Les amitiés dangereuses
Article rédigé par Thierry Boutet*, le 23 septembre 2011

Les mallettes de Karachi rendent plus incertaine encore la présidentielle de 2012. Déjà certains prédisent la fin des  deux Nicolas .

Il y aurait un lien entre l'attentat de Karachi du 8 mai 2002 et des retro commissions non payées pour des contrats d'armement avec le Pakistan et l'Arabie Saoudite. Or celles-ci auraient permis de financer la campagne d'Edouard Balladur en 1995 (on parle de 20 millions de francs en petites coupures).

Un lien qui pourrait être en forme de nœud coulant pour Nicolas Sarkozy. Deux parmi les plus proches du Président sont déjà impliqués, Thierry Gaubert et Nicolas Bazire, l'un et l'autre mis en examen pour complicité d'abus de biens sociaux. L'Elysée assure que le chef de l'Etat n'a jamais exercé la moindre responsabilité dans le financement de la campagne d'Edouard Balladur dont il était le porte parole. Mais l'on parlait à l'époque des deux Nicolas. Nicolas Bazire, Directeur de cabinet d'Edouard Balladur en 1998, fort bien introduit dans les milieux du CAC 40, témoin du mariage de Nicolas Sarkozy et de Carla Bruni en 2008 fait en effet partie des visiteurs dits  du soir  à l'Elysée.

La Sarkozie est donc visée dans ses membres les plus intimes. La bataille ne fait que commencer. Nous n'en sommes qu'aux escarmouches. En guise de préliminaires, le quotidien le Monde publie une conversation téléphonique du 14 septembre entre l'ex ministre de l'intérieur Brice Hortefeux et Thierry Gaubert peu avant et pendant sa garde à vue. Un coup fil pour lui dire que sa femme Hélène de Yougoslavie balançait beaucoup :

Brice Hortefeux  Elle balance beaucoup apparemment Hélène... 

Thierry Gaubert :  Qu'est ce que tu as comme info, toi, parce qu'elle me dit qu'elle ne dit rien... 

Brice Hortefeux :   ça m'embête de te le dire par téléphone. Il y a beaucoup de choses... 

Que tout cela est dit avec charme ! Brice Hortefeux évidemment dément avoir eu accès au procès verbal et prétend que l'information était publiée dans le Nouvel Observateur.   Non ! , répond Michel Labro, directeur de la rédaction, qui affirme que le papier de Serge Raffy a été publié dans l'hebdomadaire après cette conversation.

Des révélations qui suscitent les hurlements des syndicats de la magistrature à propos de ces  incursions scandaleuses de l'Elysée dans le cours de la justice . Même Nicolas Dupont-Aignant trouve là une bonne occasion de faire parler de lui en sommant l'Elysée de s'expliquer et inutile d'évoquer les réactions de la gauche. Elle exulte enfin.
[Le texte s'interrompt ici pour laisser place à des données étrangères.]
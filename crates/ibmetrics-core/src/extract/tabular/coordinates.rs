//! Coordinate strategy: locate the target month's column band on the first
//! page and read values from words inside it.

use std::collections::BTreeMap;

use tracing::{debug, trace};

use super::matching::{best_metric, resolve_column};
use super::TabularStrategy;
use crate::error::ExtractionError;
use crate::extract::rules::{normalize, COORDINATE_NUMERIC};
use crate::extract::Result;
use crate::models::config::{PdfConfig, TabularConfig};
use crate::models::metrics::MetricMap;
use crate::models::period::{month_in_token, TargetPeriod};
use crate::pdf::layout::group_lines;
use crate::pdf::{Document, Word};

/// Minimum month labels needed to locate a column band.
const MIN_MONTH_HEADERS: usize = 3;

/// Smallest usable row bucket (points).
const MIN_ROW_BUCKET: f64 = 0.1;

/// Horizontal band `[start, end)` of the target month column.
#[derive(Debug, Clone, Copy, PartialEq)]
struct ColumnBand {
    start: f64,
    end: f64,
}

impl ColumnBand {
    fn contains(&self, x: f64) -> bool {
        self.start <= x && x < self.end
    }
}

/// Reads metric values by word position.
pub struct CoordinateStrategy {
    year_tolerance: f64,
    column_tolerance: f64,
    row_bucket: f64,
    word_match_ratio: f64,
    y_tolerance: f64,
}

impl CoordinateStrategy {
    pub fn new(config: &TabularConfig, pdf: &PdfConfig) -> Self {
        Self {
            year_tolerance: config.year_tolerance,
            column_tolerance: config.column_tolerance,
            row_bucket: config.row_bucket,
            word_match_ratio: config.word_match_ratio,
            y_tolerance: pdf.y_tolerance,
        }
    }

    /// Find the month header row under the year label and the target band.
    fn column_band(&self, words: &[Word], period: TargetPeriod) -> Result<ColumnBand> {
        let year = period.year().to_string();
        let year_word = words
            .iter()
            .find(|w| w.text.contains(&year))
            .ok_or_else(|| {
                ExtractionError::Strategy(format!("year {} not found in word coordinates", year))
            })?;

        let candidates: Vec<Word> = words
            .iter()
            .filter(|w| {
                month_in_token(&w.text).is_some() && w.top > year_word.top - self.year_tolerance
            })
            .cloned()
            .collect();

        // The topmost line of month labels is the header
        let header: Vec<&Word> = group_lines(&candidates, self.y_tolerance)
            .into_iter()
            .find(|line| line.len() >= MIN_MONTH_HEADERS)
            .ok_or_else(|| {
                ExtractionError::Strategy(format!(
                    "insufficient month headers found: {}",
                    candidates.len()
                ))
            })?;

        let months: Vec<u32> = header
            .iter()
            .filter_map(|w| month_in_token(&w.text))
            .collect();
        resolve_column(&months, period)?;

        let position = header
            .iter()
            .position(|w| month_in_token(&w.text) == Some(period.month()))
            .ok_or_else(|| {
                ExtractionError::Strategy(format!(
                    "could not find column boundaries for {}",
                    period.abbreviation()
                ))
            })?;

        let start = header[position].x0 - self.column_tolerance;
        let end = header
            .get(position + 1)
            .map(|next| next.x0 - self.column_tolerance)
            .unwrap_or(f64::INFINITY);
        Ok(ColumnBand { start, end })
    }

    fn row_key(&self, top: f64) -> i64 {
        (top / self.row_bucket.max(MIN_ROW_BUCKET)).round() as i64
    }
}

impl TabularStrategy for CoordinateStrategy {
    fn name(&self) -> &'static str {
        "coordinate"
    }

    fn extract(&self, document: &Document, period: TargetPeriod) -> Result<MetricMap> {
        let page = document
            .first_page()
            .ok_or_else(|| ExtractionError::Strategy("document has no pages".to_string()))?;
        let words = page.words();
        if words.is_empty() {
            return Err(ExtractionError::Strategy(
                "no words extracted from first page".to_string(),
            ));
        }

        let band = self.column_band(words, period)?;
        debug!("Column band for {}: {:?}", period.abbreviation(), band);

        let mut rows: BTreeMap<i64, Vec<&Word>> = BTreeMap::new();
        for word in words {
            rows.entry(self.row_key(word.top)).or_default().push(word);
        }

        let mut metrics = MetricMap::new();
        for row in rows.values_mut() {
            row.sort_by(|a, b| a.x0.partial_cmp(&b.x0).unwrap_or(std::cmp::Ordering::Equal));
            let text = row
                .iter()
                .map(|w| w.text.as_str())
                .collect::<Vec<_>>()
                .join(" ");

            let Some(metric) = best_metric(&text, self.word_match_ratio) else {
                continue;
            };
            if metrics.contains_key(&metric) {
                continue;
            }

            let value = row
                .iter()
                .filter(|w| COORDINATE_NUMERIC.is_match(&w.text) && band.contains(w.x0))
                .map(|w| normalize(&w.text))
                .find(|v| !v.is_empty());

            if let Some(value) = value {
                trace!("Coordinate: {} = {}", metric, value);
                metrics.insert(metric, value);
            }
        }

        Ok(metrics)
    }
}

#[cfg(test)]
mod tests {
    use super::*;
    use crate::models::metrics::BrokerageMetric;
    use crate::pdf::Page;
    use pretty_assertions::assert_eq;

    const MONTHS: [&str; 12] = [
        "Jan", "Feb", "Mar", "Apr", "May", "Jun", "Jul", "Aug", "Sep", "Oct", "Nov", "Dec",
    ];

    fn column_x(index: usize) -> f64 {
        200.0 + index as f64 * 40.0
    }

    fn header(top: f64) -> Vec<Word> {
        let mut words = vec![Word::new("2025", 100.0, top - 12.0)];
        words.extend(
            MONTHS
                .iter()
                .enumerate()
                .map(|(i, m)| Word::new(*m, column_x(i), top)),
        );
        words
    }

    fn data_row(top: f64, label: &[&str], values: &[&str]) -> Vec<Word> {
        let mut words: Vec<Word> = label
            .iter()
            .enumerate()
            .map(|(i, t)| Word::new(*t, 20.0 + i as f64 * 30.0, top))
            .collect();
        words.extend(
            values
                .iter()
                .enumerate()
                .map(|(i, v)| Word::new(*v, column_x(i) + 2.0, top + 0.5)),
        );
        words
    }

    fn document(words: Vec<Word>) -> Document {
        Document::new(vec![Page::new("").with_words(words)])
    }

    #[test]
    fn test_reads_values_in_band() {
        let mut words = header(100.0);
        words.extend(data_row(
            120.0,
            &["Total", "Accounts"],
            &["2,500.1", "2,510.3", "2,520.4", "2,530.0", "2,535.5", "2,540.2", "2,545.8", "2,550.9"],
        ));
        words.extend(data_row(
            140.0,
            &["Client", "Equity"],
            &["$560.1", "$571.2", "$580.3", "$590.4", "$600.5", "$610.6", "$620.7", "$630.8"],
        ));

        let strategy = CoordinateStrategy::new(&TabularConfig::default(), &PdfConfig::default());
        let period = TargetPeriod::new(2025, 8).unwrap();
        let metrics = strategy.extract(&document(words), period).unwrap();

        assert_eq!(
            metrics.get(&BrokerageMetric::TotalAccounts).map(String::as_str),
            Some("2550.9")
        );
        assert_eq!(
            metrics.get(&BrokerageMetric::ClientEquity).map(String::as_str),
            Some("630.8")
        );
        assert_eq!(metrics.len(), 2);
    }

    #[test]
    fn test_header_lines_use_pdf_line_tolerance() {
        // Every other month label sits 4pt lower
        let mut words: Vec<Word> = header(100.0)
            .into_iter()
            .enumerate()
            .map(|(i, mut w)| {
                if i % 2 == 0 && i > 0 {
                    w.top += 4.0;
                }
                w
            })
            .collect();
        words.extend(data_row(
            120.0,
            &["Total", "Accounts"],
            &["1", "2", "3", "4", "5", "6", "7", "8"],
        ));
        let period = TargetPeriod::new(2025, 8).unwrap();
        let tabular = TabularConfig::default();

        let tight = CoordinateStrategy::new(&tabular, &PdfConfig::default());
        assert!(tight.extract(&document(words.clone()), period).is_err());

        let pdf = PdfConfig {
            y_tolerance: 5.0,
            ..PdfConfig::default()
        };
        let loose = CoordinateStrategy::new(&tabular, &pdf);
        let metrics = loose.extract(&document(words), period).unwrap();
        assert_eq!(
            metrics.get(&BrokerageMetric::TotalAccounts).map(String::as_str),
            Some("8")
        );
    }

    #[test]
    fn test_zero_row_bucket_is_clamped() {
        let tabular = TabularConfig {
            row_bucket: 0.0,
            ..TabularConfig::default()
        };
        let strategy = CoordinateStrategy::new(&tabular, &PdfConfig::default());
        assert_eq!(strategy.row_key(120.0), 1200);
        assert_eq!(strategy.row_key(120.02), 1200);
    }

    #[test]
    fn test_row_with_partial_label_skipped() {
        let mut words = header(100.0);
        words.extend(data_row(120.0, &["Client"], &["1", "2", "3", "4", "5", "6", "7", "8"]));

        let strategy = CoordinateStrategy::new(&TabularConfig::default(), &PdfConfig::default());
        let period = TargetPeriod::new(2025, 8).unwrap();
        let metrics = strategy.extract(&document(words), period).unwrap();
        assert!(metrics.is_empty());
    }

    #[test]
    fn test_year_not_found() {
        let strategy = CoordinateStrategy::new(&TabularConfig::default(), &PdfConfig::default());
        let period = TargetPeriod::new(2024, 8).unwrap();
        let err = strategy.extract(&document(header(100.0)), period).unwrap_err();
        assert!(err.to_string().contains("2024"));
    }

    #[test]
    fn test_no_words() {
        let strategy = CoordinateStrategy::new(&TabularConfig::default(), &PdfConfig::default());
        let period = TargetPeriod::new(2025, 8).unwrap();
        assert!(strategy.extract(&document(Vec::new()), period).is_err());
    }

    #[test]
    fn test_partial_year_header_unsupported() {
        let words: Vec<Word> = header(100.0).into_iter().take(9).collect();
        let strategy = CoordinateStrategy::new(&TabularConfig::default(), &PdfConfig::default());
        let period = TargetPeriod::new(2025, 8).unwrap();
        let err = strategy.extract(&document(words), period).unwrap_err();
        assert!(matches!(err, ExtractionError::UnsupportedLayout(_)));
    }
}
La justice française étant ce qu'elle est, l'affaire qui remonte à plus de 15 ans peut encore évidemment faire flop et s'achever en pantouflade juridique comme celle qui visait Jacques Chirac. Elle peut aussi empoisonner l'avant campagne des présidentielle ou même, après DSK, faire sortir Nicolas Sarkozy de la route.

Une possibilité que certains n'écartent pas et que d'autres espèrent tellement sans parler de ceux qui l'ont prédit comme François Hollande.

Dans le Monde du 19 avril 2010 celui-ci prédisait déjà à Sarkozy un destin de battu à la Giscard et laissait entendre que Nicolas Sarkozy pourrait renoncer en raison d'un scandale ou d'une affaire d'Etat retentissante.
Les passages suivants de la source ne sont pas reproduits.